For generations, the United States has been defined by growth—a rising population, an expanding economy, and unchallenged global dominance. That trajectory is now in jeopardy. Demographic trends, coupled with aggressive immigration restrictions, are pushing the country toward an unprecedented milestone: a shrinking population.
In 2025, net migration to the U.S. fell to just 1.3 million, excluding births to native-born citizens. The Trump administration has touted the removal of nearly 3 million undocumented residents since the start of his second term. Meanwhile, the Congressional Budget Office projects that natural population growth—births minus deaths—will peak as early as 2030. Without sustained immigration, the U.S. population will begin to contract.
This outcome runs counter to United Nations projections, which had anticipated that the U.S. population would not peak before 2100. Yet recent policy shifts and fertility data suggest the peak will arrive within the next two decades. The 2025 growth rate of just 0.5 percent, excluding the pandemic years, is the slowest since the Kennedy administration.
President Trump has framed his immigration crackdown as a success, but the long-term economic and strategic costs are becoming clear. A country's global influence is tied to its economic weight. Fewer people—especially fewer young immigrants who drive innovation and consumption—means less economic activity. To maintain growth, the U.S. would need offsetting gains in technology or capital investment. But as simulations using the International Futures model show, even dramatic productivity boosts from artificial intelligence cannot fully compensate for a smaller labor force.
Collin Meisel, director of analysis at the University of Denver's Pardee Institute, ran four scenarios comparing pre-Trump immigration trends with cuts of one-third, one-half, and two-thirds. Even the most severe cut merely returns immigrant shares to early-2000s levels, but the impact is stark. In the one-third reduction scenario, U.S. population peaks by 2030. Economic growth would be 0.1 to 0.25 percentage points lower annually, compounding to a trillion-dollar smaller economy by 2040.
The geopolitical implications are equally troubling. China, which already maintains low immigration, would benefit from the same AI productivity gains as the U.S., but with a larger, younger workforce. Meisel's model indicates that under current immigration policies, China could overtake the United States as the world's leading power by mid-century.

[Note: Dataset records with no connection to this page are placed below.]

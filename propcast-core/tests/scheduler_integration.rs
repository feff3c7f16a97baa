//! End-to-end scheduler behavior against a recording transport

mod common;

use std::sync::Arc;
use std::thread;

use propcast_core::{
    time::MockTimeSource, PropertyStore, Scheduler, SchedulerConfig, WakeOutcome,
};

use common::{Fixture, RecordingTransport};

#[test]
fn changed_only_group_sends_just_the_changed_property() {
    let mut fx = Fixture::quiet();
    let p1 = fx.int("p1");
    let p2 = fx.int("p2");
    fx.group(1_000, true, &[p1, p2]);
    fx.store.update_numeric(p1, 42);

    let clock = MockTimeSource::new(0);
    let mut scheduler = fx.scheduler(&clock);
    let mut uplink = RecordingTransport::new();

    clock.set(1_000);
    scheduler.wake(&mut uplink);

    assert_eq!(uplink.payloads, [r#"{"p1":42}"#]);
    assert!(!fx.store.is_changed(p1));
    assert!(!fx.store.is_changed(p2));
}

#[test]
fn rejected_payload_is_resent_on_next_due_tick() {
    let mut fx = Fixture::new();
    let p = fx.int("p");
    fx.group(1_000, true, &[p]);

    let clock = MockTimeSource::new(0);
    let mut scheduler = fx.scheduler(&clock);
    let mut uplink = RecordingTransport::new();

    clock.set(100);
    scheduler.wake(&mut uplink);

    fx.store.update_numeric(p, 7);
    uplink.reject_next(1);
    clock.set(1_100);
    assert_eq!(scheduler.wake(&mut uplink), WakeOutcome::PublishFailed { properties: 1 });
    assert!(fx.store.is_changed(p));

    // Not due again before the period has elapsed
    clock.set(1_600);
    assert_eq!(scheduler.wake(&mut uplink), WakeOutcome::Idle);

    clock.set(2_100);
    assert!(matches!(scheduler.wake(&mut uplink), WakeOutcome::Published { .. }));
    assert_eq!(uplink.payloads, [r#"{"p":0}"#, r#"{"p":7}"#, r#"{"p":7}"#]);
    assert!(!fx.store.is_changed(p));
}

#[test]
fn periodic_group_resends_unchanged_values() {
    let mut fx = Fixture::quiet();
    let p = fx.int("uptime");
    fx.group(1_000, false, &[p]);

    let clock = MockTimeSource::new(0);
    let mut scheduler = fx.scheduler(&clock);
    let mut uplink = RecordingTransport::new();

    for tick in 1..=30 {
        clock.set(tick * 100);
        scheduler.wake(&mut uplink);
    }
    // Snapshot at 100, then every 1000 ms
    assert_eq!(uplink.payloads.len(), 3);
    assert!(uplink.payloads.iter().all(|p| p == r#"{"uptime":0}"#));
}

#[test]
fn property_outside_every_group_is_never_published() {
    let mut fx = Fixture::new();
    let member = fx.int("member");
    let orphan = fx.int("orphan");
    fx.group(500, false, &[member]);

    let clock = MockTimeSource::new(0);
    let mut scheduler = fx.scheduler(&clock);
    let mut uplink = RecordingTransport::new();

    for tick in 1..=20 {
        fx.store.update_numeric(orphan, tick as i32);
        clock.set(tick * 100);
        scheduler.wake(&mut uplink);
    }
    assert!(!uplink.payloads.is_empty());
    assert!(uplink.payloads.iter().all(|p| !p.contains("orphan")));
    assert!(fx.store.is_changed(orphan));
}

#[test]
fn disabled_property_resumes_after_reenable() {
    let mut fx = Fixture::new();
    let p = fx.int("p");
    let q = fx.int("q");
    fx.group(1_000, true, &[p, q]);
    fx.store.set_disabled(p, true);

    let clock = MockTimeSource::new(0);
    let mut scheduler = fx.scheduler(&clock);
    let mut uplink = RecordingTransport::new();

    clock.set(100);
    scheduler.wake(&mut uplink);
    assert_eq!(uplink.last(), Some(r#"{"q":0}"#));

    fx.store.update_numeric(p, 5);
    clock.set(1_100);
    assert_eq!(scheduler.wake(&mut uplink), WakeOutcome::Idle);

    fx.store.set_disabled(p, false);
    clock.set(2_100);
    scheduler.wake(&mut uplink);
    assert_eq!(uplink.last(), Some(r#"{"p":5}"#));
}

#[test]
fn offline_transport_defers_without_losing_state() {
    let mut fx = Fixture::new();
    let p = fx.int("p");
    let g = fx.group(1_000, true, &[p]);

    let clock = MockTimeSource::new(0);
    let mut scheduler = fx.scheduler(&clock);
    let mut uplink = RecordingTransport::offline();

    for tick in 1..=50 {
        clock.set(tick * 100);
        assert_eq!(scheduler.wake(&mut uplink), WakeOutcome::TransportNotReady);
    }
    assert_eq!(uplink.attempts, 0);
    assert_eq!(scheduler.groups().get(g).map(|g| g.last_publish_ms()), Some(0));

    uplink.offline = false;
    clock.set(5_100);
    assert!(matches!(scheduler.wake(&mut uplink), WakeOutcome::Published { properties: 1, .. }));
    assert_eq!(scheduler.stats().skipped_not_ready, 50);
}

#[test]
fn due_groups_share_one_payload() {
    let mut fx = Fixture::quiet();
    let a = fx.int("a");
    let b = fx.int("b");
    let c = fx.int("c");
    fx.group(1_000, false, &[a]);
    fx.group(1_000, false, &[b, a]);
    fx.group(3_000, false, &[c]);

    let clock = MockTimeSource::new(0);
    let mut scheduler = fx.scheduler(&clock);
    let mut uplink = RecordingTransport::new();

    clock.set(100);
    scheduler.wake(&mut uplink);
    assert_eq!(uplink.last(), Some(r#"{"a":0,"b":0,"c":0}"#));

    clock.set(1_100);
    scheduler.wake(&mut uplink);
    assert_eq!(uplink.last(), Some(r#"{"a":0,"b":0}"#));
    assert_eq!(uplink.attempts, 2);
}

#[test]
fn schedule_survives_clock_wraparound() {
    let mut fx = Fixture::quiet();
    let p = fx.int("p");
    let g = fx.group(1_000, false, &[p]);

    let clock = MockTimeSource::new(u32::MAX - 650);
    let mut scheduler = fx.scheduler(&clock);
    let mut uplink = RecordingTransport::new();

    // Snapshot right before the wrap
    clock.advance(100);
    scheduler.wake(&mut uplink);
    let last = scheduler.groups().get(g).map(|g| g.last_publish_ms());
    assert_eq!(last, Some(u32::MAX - 550));

    // Past zero but short of the period
    clock.advance(895);
    assert_eq!(scheduler.wake(&mut uplink), WakeOutcome::Idle);

    // The wrapped difference runs one short of the plain one
    clock.advance(106);
    assert!(matches!(scheduler.wake(&mut uplink), WakeOutcome::Published { .. }));
    assert_eq!(uplink.payloads.len(), 2);
}

#[test]
fn fixed_point_and_text_values_on_the_wire() {
    let mut fx = Fixture::quiet();
    let temp = fx.store.create_numeric("temp", 100, 2, true).unwrap();
    let volts = fx.store.create_numeric("volts", 1_000, 3, false).unwrap();
    let fw = fx.store.create_string("fw", 8).unwrap();
    fx.group(1_000, true, &[temp, volts, fw]);

    fx.store.update_numeric(temp, -1_234);
    fx.store.update_numeric(volts, 3_300);
    fx.store.update_string(fw, "v1.2.3-rc1");

    let clock = MockTimeSource::new(0);
    let mut scheduler = fx.scheduler(&clock);
    let mut uplink = RecordingTransport::new();

    clock.set(100);
    scheduler.wake(&mut uplink);
    assert_eq!(uplink.last(), Some(r#"{"temp":-12.34,"volts":3.300,"fw":"v1.2.3-r"}"#));

    let json = uplink.last_json();
    assert_eq!(json["temp"], serde_json::json!(-12.34));
    assert_eq!(json["fw"], "v1.2.3-r");
}

#[test]
fn overflow_is_reported_and_nothing_is_acknowledged() {
    let mut fx = Fixture::new();
    let names = ["first_property", "second_property", "third_property"];
    let ids: Vec<_> = names.iter().map(|n| fx.int(n)).collect();
    fx.group(1_000, true, &ids);

    let clock = MockTimeSource::new(0);
    let config = SchedulerConfig::default().with_payload_capacity(40);
    let mut scheduler = Scheduler::new(&fx.store, fx.groups.clone(), &clock, config);
    let mut uplink = RecordingTransport::new();

    clock.set(100);
    assert!(matches!(scheduler.wake(&mut uplink), WakeOutcome::Aborted(_)));
    assert_eq!(uplink.attempts, 0);
    assert!(ids.iter().all(|&id| fx.store.is_changed(id)));
    assert_eq!(scheduler.stats().overflows, 1);
}

#[test]
fn concurrent_updates_are_never_lost() {
    let mut store = PropertyStore::new();
    let counter = store.create_numeric("counter", 1, 0, false).unwrap();
    let mut groups = propcast_core::GroupRegistry::new();
    let g = groups.create(0, true).unwrap();
    groups.add_property(&store, counter, g).unwrap();
    let store = Arc::new(store);

    let clock = MockTimeSource::new(0);
    let mut scheduler = Scheduler::new(Arc::clone(&store), groups, &clock, SchedulerConfig::default());

    let writer = {
        let store = Arc::clone(&store);
        thread::spawn(move || {
            for value in 1..=2_000 {
                store.update_numeric(counter, value);
            }
        })
    };

    let mut uplink = RecordingTransport::new();
    while !writer.is_finished() {
        clock.advance(100);
        scheduler.wake(&mut uplink);
    }
    writer.join().unwrap();

    // Drain whatever the writer left pending
    clock.advance(100);
    scheduler.wake(&mut uplink);

    assert_eq!(uplink.last(), Some(r#"{"counter":2000}"#));
    assert!(!store.is_changed(counter));
    clock.advance(100);
    assert_eq!(scheduler.wake(&mut uplink), WakeOutcome::Idle);
}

The administration's immigration enforcement has led to overcrowding in detention facilities and a purge of immigration judges, as reported by our investigation into the detention crisis. Meanwhile, a federal judge has blocked the halt on immigration applications, citing indefinite limbo for applicants. These policies, combined with a Supreme Court case on Temporary Protected Status, are reshaping the nation's demographic future.
Trump's "America First" doctrine may be achieving its immediate goal of reducing immigration, but the long-term consequences could set America back. As Meisel warns, the U.S. is trading short-term political wins for a diminished economic and strategic position on the world stage.